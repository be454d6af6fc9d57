// libs/schedule-cell/src/services/availability.rs
use std::sync::Arc;

use chrono::{Datelike, NaiveDate};
use tracing::debug;

use shared_models::{AppError, DoctorId};
use shared_utils::interval::overlaps;
use shared_utils::validation;

use crate::models::{AvailabilitySlot, DetailedScheduleState, ScheduleState};
use crate::store::{
    AppointmentLookup, DetailedScheduleStore, UnavailabilityStore, WeeklyScheduleStore,
};

/// Read-side composition of the four stores into the bookable slots for a
/// (doctor, date) pair. Owns no state and is recomputed on every call; the
/// result is a snapshot, not a lease — the booking-path conflict guard
/// closes the race with concurrent writes.
pub struct AvailabilityService {
    weekly: Arc<dyn WeeklyScheduleStore>,
    detailed: Arc<dyn DetailedScheduleStore>,
    unavailability: Arc<dyn UnavailabilityStore>,
    appointments: Arc<dyn AppointmentLookup>,
}

impl AvailabilityService {
    pub fn new(
        weekly: Arc<dyn WeeklyScheduleStore>,
        detailed: Arc<dyn DetailedScheduleStore>,
        unavailability: Arc<dyn UnavailabilityStore>,
        appointments: Arc<dyn AppointmentLookup>,
    ) -> Self {
        Self {
            weekly,
            detailed,
            unavailability,
            appointments,
        }
    }

    pub async fn get_availability(
        &self,
        doctor_id: DoctorId,
        date: NaiveDate,
    ) -> Result<Vec<AvailabilitySlot>, AppError> {
        validation::positive_id(doctor_id, "doctor_id")?;
        debug!("Resolving availability for doctor {} on {}", doctor_id, date);

        // Calendar convention: ISO-8601 weekday on the stored calendar date,
        // 1 = Monday .. 7 = Sunday. No time zone enters the derivation.
        let day_of_week = date.weekday().number_from_monday() as u8;

        // An active unavailability window blocks the whole day before any
        // candidate is considered.
        let windows = self
            .unavailability
            .list_in_range(doctor_id, date, date)
            .await?;
        if windows.iter().any(|w| w.blocks(date)) {
            debug!("Doctor {} is unavailable on {}", doctor_id, date);
            return Ok(vec![]);
        }

        // Candidates: recurring entries valid on this date, unioned with the
        // one-off entries for the date itself.
        let mut candidates: Vec<(chrono::NaiveTime, chrono::NaiveTime)> = Vec::new();

        for entry in self
            .weekly
            .list_for_doctor_on_day(doctor_id, day_of_week)
            .await?
        {
            if entry.state == ScheduleState::Active && entry.applies_on(date) {
                candidates.push((entry.start_time, entry.end_time));
            }
        }

        for entry in self
            .detailed
            .list_for_doctor_on_date(doctor_id, date)
            .await?
        {
            if entry.state == DetailedScheduleState::Active {
                candidates.push((entry.start_time, entry.end_time));
            }
        }

        if candidates.is_empty() {
            return Ok(vec![]);
        }

        let booked = self.appointments.booked_ranges(doctor_id, date).await?;

        let mut slots: Vec<AvailabilitySlot> = candidates
            .into_iter()
            .map(|(start_time, end_time)| {
                let occupied = booked
                    .iter()
                    .any(|b| overlaps(start_time, end_time, b.start_time, b.end_time));
                AvailabilitySlot {
                    start_time,
                    end_time,
                    available: !occupied,
                }
            })
            .collect();

        slots.sort_by_key(|s| (s.start_time, s.end_time));
        slots.dedup_by_key(|s| (s.start_time, s.end_time));

        debug!(
            "Doctor {} has {} candidate slots on {}",
            doctor_id,
            slots.len(),
            date
        );
        Ok(slots)
    }
}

* * * * * * *

▶ **Problem statement**
Please restate, word for word, the lines of the entries that run from the first line through the one holding "if windows.iter().any(|w| w.blocks(date))", and add nothing.

▶ **Task result**
repository be454d6af6fc9d57
// libs/schedule-cell/src/services/availability.rs
use std::sync::Arc;

use chrono::{Datelike, NaiveDate};
use tracing::debug;

use shared_models::{AppError, DoctorId};
use shared_utils::interval::overlaps;
use shared_utils::validation;

use crate::models::{AvailabilitySlot, DetailedScheduleState, ScheduleState};
use crate::store::{
    AppointmentLookup, DetailedScheduleStore, UnavailabilityStore, WeeklyScheduleStore,
};

/// Read-side composition of the four stores into the bookable slots for a
/// (doctor, date) pair. Owns no state and is recomputed on every call; the
/// result is a snapshot, not a lease — the booking-path conflict guard
/// closes the race with concurrent writes.
pub struct AvailabilityService {
    weekly: Arc<dyn WeeklyScheduleStore>,
    detailed: Arc<dyn DetailedScheduleStore>,
    unavailability: Arc<dyn UnavailabilityStore>,
    appointments: Arc<dyn AppointmentLookup>,
}

impl AvailabilityService {
    pub fn new(
        weekly: Arc<dyn WeeklyScheduleStore>,
        detailed: Arc<dyn DetailedScheduleStore>,
        unavailability: Arc<dyn UnavailabilityStore>,
        appointments: Arc<dyn AppointmentLookup>,
    ) -> Self {
        Self {
            weekly,
            detailed,
            unavailability,
            appointments,
        }
    }

    pub async fn get_availability(
        &self,
        doctor_id: DoctorId,
        date: NaiveDate,
    ) -> Result<Vec<AvailabilitySlot>, AppError> {
        validation::positive_id(doctor_id, "doctor_id")?;
        debug!("Resolving availability for doctor {} on {}", doctor_id, date);

        // Calendar convention: ISO-8601 weekday on the stored calendar date,
        // 1 = Monday .. 7 = Sunday. No time zone enters the derivation.
        let day_of_week = date.weekday().number_from_monday() as u8;

        // An active unavailability window blocks the whole day before any
        // candidate is considered.
        let windows = self
            .unavailability
            .list_in_range(doctor_id, date, date)
            .await?;
        if windows.iter().any(|w| w.blocks(date)) {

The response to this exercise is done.